У. Э.: Общество придумало фармацевтов, чтобы расшифровывать их почерк.
Ж.-К. К.: Если переписка от руки исчезнет, исчезнут и целые профессии. Графологи, общественные писари, коллекционеры и продавцы автографов… Чего мне не хватает, когда я использую компьютер, так это черновиков. Особенно когда дело касается диалогов. Мне не хватает зачеркиваний, набросков на полях, этого первичного хаоса, стрелочек, расходящихся во все стороны, этих признаков жизни, движения, еще смутного поиска. И еще одно: видения общей картины. Когда я пишу сцену для кино и мне нужно шесть страниц, чтобы ее рассказать, я предпочитаю держать эти шесть страниц перед глазами, чтобы оценить ритм, чтобы на глаз выявить возможные длинноты. Компьютер мне этого не позволяет. Я должен распечатать все страницы и разложить их перед собой. А что еще вы пишете от руки?
У. Э.: Записки для секретаря. Но не только. Я всегда начинаю писать новую книгу с рукописных заметок. Я делаю наброски, схемы, которые непросто сделать на компьютере.
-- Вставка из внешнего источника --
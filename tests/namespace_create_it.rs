#![cfg(feature = "test")]

// std
use std::collections::BTreeSet;
// crates.io
use tokio::sync::Barrier;
// self
use ratelimit_broker::{
	_preludet::*,
	audit::AuditEntry,
	auth::{KeyId, NamespaceId, WorkspaceId},
	config::{BrokerConfig, RetryPolicy},
	error::ErrorKind,
	flows::{Broker, RateLimitCheck},
	limiter::MemoryLimiter,
	namespace::{Namespace, Override},
	store::{MemoryStore, NamespaceStore, NamespaceTx, StoreFuture},
	telemetry::NoopTelemetry,
};

const GRANTS: [&str; 2] = ["ratelimit.*.limit", "ratelimit.*.create_namespace"];

/// Store where another writer commits `winner` just before the first transaction commits.
struct RacingStore {
	rows: Arc<MemoryStore>,
	winner: Mutex<Option<Namespace>>,
}
impl NamespaceStore for RacingStore {
	fn find_namespace<'a>(
		&'a self,
		workspace_id: &'a WorkspaceId,
		name_or_id: &'a str,
	) -> StoreFuture<'a, Option<Namespace>> {
		self.rows.find_namespace(workspace_id, name_or_id)
	}

	fn find_namespaces<'a>(
		&'a self,
		workspace_id: &'a WorkspaceId,
		names_or_ids: &'a [String],
	) -> StoreFuture<'a, Vec<Namespace>> {
		self.rows.find_namespaces(workspace_id, names_or_ids)
	}

	fn begin(&self) -> StoreFuture<'_, Box<dyn NamespaceTx>> {
		Box::pin(async move {
			let tx = self.rows.begin().await?;
			let winner = self.winner.lock().take();

			Ok(Box::new(RacingTx { tx, rows: self.rows.clone(), winner }) as Box<dyn NamespaceTx>)
		})
	}
}

struct RacingTx {
	tx: Box<dyn NamespaceTx>,
	rows: Arc<MemoryStore>,
	winner: Option<Namespace>,
}
impl NamespaceTx for RacingTx {
	fn find_namespace<'a>(
		&'a mut self,
		workspace_id: &'a WorkspaceId,
		name_or_id: &'a str,
	) -> StoreFuture<'a, Option<Namespace>> {
		self.tx.find_namespace(workspace_id, name_or_id)
	}

	fn insert_namespace<'a>(&'a mut self, namespace: &'a Namespace) -> StoreFuture<'a, ()> {
		self.tx.insert_namespace(namespace)
	}

	fn upsert_override<'a>(
		&'a mut self,
		namespace_id: &'a NamespaceId,
		identifier: &'a str,
		limit: u64,
		duration_ms: u64,
	) -> StoreFuture<'a, Override> {
		self.tx.upsert_override(namespace_id, identifier, limit, duration_ms)
	}

	fn delete_override<'a>(
		&'a mut self,
		namespace_id: &'a NamespaceId,
		identifier: &'a str,
	) -> StoreFuture<'a, Option<Override>> {
		self.tx.delete_override(namespace_id, identifier)
	}

	fn insert_audit_logs<'a>(&'a mut self, entries: &'a [AuditEntry]) -> StoreFuture<'a, ()> {
		self.tx.insert_audit_logs(entries)
	}

	fn commit(self: Box<Self>) -> StoreFuture<'static, ()> {
		Box::pin(async move {
			let Self { tx, rows, winner } = *self;

			if let Some(winner) = winner {
				let actor = KeyId::new("key_other").expect("Key fixture should be valid.");
				let mut other = rows.begin().await?;

				other.insert_namespace(&winner).await?;
				other.insert_audit_logs(&[AuditEntry::namespace_created(&winner, &actor)]).await?;
				other.commit().await?;
			}

			tx.commit().await
		})
	}
}

#[tokio::test(flavor = "multi_thread", worker_threads = 4)]
async fn concurrent_auto_create_yields_one_row_and_one_audit_entry() {
	const CALLERS: usize = 16;

	let harness = build_test_broker();
	let ctx = context_with_grants(&workspace("ws_create"), GRANTS);
	let barrier = Arc::new(Barrier::new(CALLERS));
	let mut handles = Vec::with_capacity(CALLERS);

	for idx in 0..CALLERS {
		let broker = harness.broker.clone();
		let ctx = ctx.clone();
		let barrier = barrier.clone();

		handles.push(tokio::spawn(async move {
			barrier.wait().await;

			broker
				.limit(&ctx, RateLimitCheck::new("new_ns", format!("user_{idx}"), 10, 60_000))
				.await
		}));
	}

	let mut namespace_ids = BTreeSet::new();

	for handle in handles {
		let outcome = handle
			.await
			.expect("Limit task should not panic.")
			.expect("Every concurrent caller should succeed.");

		namespace_ids.insert(outcome.namespace_id);
	}

	assert_eq!(namespace_ids.len(), 1, "Every caller must observe the same namespace.");
	assert_eq!(harness.store.namespace_count(), 1);
	assert_eq!(harness.store.audit_logs().len(), 1);
	assert_eq!(harness.broker.creator.in_flight(), 0);
}

#[tokio::test]
async fn cross_process_winner_is_adopted() {
	let harness = build_test_broker();
	let ctx = context_with_grants(&workspace("ws_create"), GRANTS);

	// Cache the absence first so the next check goes straight to creation.
	let resolved = harness
		.broker
		.cache
		.resolve(&workspace("ws_create"), "raced")
		.await
		.expect("Resolve should succeed.");

	assert!(resolved.is_none());

	let winner = Namespace::new(workspace("ws_create"), "raced", OffsetDateTime::now_utc());

	harness.store.seed(winner.clone());

	let outcome = harness
		.broker
		.limit(&ctx, RateLimitCheck::new("raced", "user_1", 10, 60_000))
		.await
		.expect("Losing the insert race must not be an error.");

	assert_eq!(outcome.namespace_id, winner.id);
	assert_eq!(harness.store.namespace_count(), 1);
	assert!(harness.store.audit_logs().is_empty(), "Only the winner audits its insert.");
}

#[tokio::test]
async fn a_winner_committed_before_our_commit_is_adopted() {
	let rows = Arc::new(MemoryStore::default());
	let winner = Namespace::new(workspace("ws_create"), "raced", OffsetDateTime::now_utc());
	let store: Arc<dyn NamespaceStore> =
		Arc::new(RacingStore { rows: rows.clone(), winner: Mutex::new(Some(winner.clone())) });
	let broker = Broker::new(
		BrokerConfig::default(),
		store,
		Arc::new(MemoryLimiter::default()),
		Arc::new(NoopTelemetry),
	);
	let ctx = context_with_grants(&workspace("ws_create"), GRANTS);
	let outcome = broker
		.limit(&ctx, RateLimitCheck::new("raced", "user_1", 10, 60_000))
		.await
		.expect("Losing the commit race must not be an error.");
	let logs = rows.audit_logs();

	assert_eq!(outcome.namespace_id, winner.id);
	assert_eq!(rows.namespace_count(), 1);
	assert_eq!(logs.len(), 1, "Only the winner audits its insert.");
	assert_eq!(logs[0].actor.as_ref(), "key_other");
	assert_eq!(rows.commits(), 2);
}

#[tokio::test]
async fn transient_failures_are_retried_then_surfaced() {
	let config = BrokerConfig {
		create_retry: RetryPolicy { max_attempts: 2, backoff_ms: 1 },
		..BrokerConfig::default()
	};
	let harness = build_test_broker_with(config);
	let ctx = context_with_grants(&workspace("ws_create"), GRANTS);

	harness.store.fail_next_commits(1);
	harness
		.broker
		.limit(&ctx, RateLimitCheck::new("retried", "user_1", 10, 60_000))
		.await
		.expect("One transient failure should be absorbed by the retry.");

	harness.store.fail_next_commits(2);

	let err = harness
		.broker
		.limit(&ctx, RateLimitCheck::new("exhausted", "user_1", 10, 60_000))
		.await
		.expect_err("Exhausted retries must surface.");

	assert_eq!(err.kind(), ErrorKind::Internal);
	assert_ne!(err.public_message(), err.to_string(), "Internal details must stay private.");
	assert_eq!(harness.store.namespace_count(), 1);
	assert_eq!(harness.store.audit_logs().len(), 1);
}

#[tokio::test]
async fn names_are_scoped_to_their_workspace() {
	let harness = build_test_broker();
	let first = context_with_grants(&workspace("ws_one"), GRANTS);
	let second = context_with_grants(&workspace("ws_two"), GRANTS);
	let check = RateLimitCheck::new("shared", "user_1", 10, 60_000);
	let a =
		harness.broker.limit(&first, check.clone()).await.expect("First create should succeed.");
	let b = harness.broker.limit(&second, check).await.expect("Second create should succeed.");

	assert_ne!(a.namespace_id, b.namespace_id);
	assert_eq!(harness.store.namespace_count(), 2);
}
Ж.-К. К.: Проблема черновиков вдруг напомнила мне об одном приезде Борхеса в 1976 или 1977 году. Я тогда только что купил дом в Париже, и там шел ремонт, царил беспорядок. Я зашел за Борхесом в его гостиницу. И вот мы подходим к дому, идем через двор, он держит меня под руку, поскольку почти ничего не видит, мы поднимаемся по лестнице, и, не замечая своей оплошности, я счел уместным извиниться за кавардак, которого он, разумеется, не мог видеть. А Борхес мне отвечает: «Да, понимаю. Это черновик». Всё, даже дом, в котором идет ремонт, навевало ему мысли о литературе.
У. Э.: По поводу черновиков: я хотел бы упомянуть об одном ярком феномене, который связан с культурными изменениями, вызванными появлением технических новшеств. Набирая текст на компьютере, мы распечатываем все подряд как оголтелые. Ради создания текста в десять страниц я распечатываю его раз пятьдесят. Тем самым я гублю дюжину деревьев, тогда как до появления в моей жизни компьютера я губил, наверное, всего лишь десяток.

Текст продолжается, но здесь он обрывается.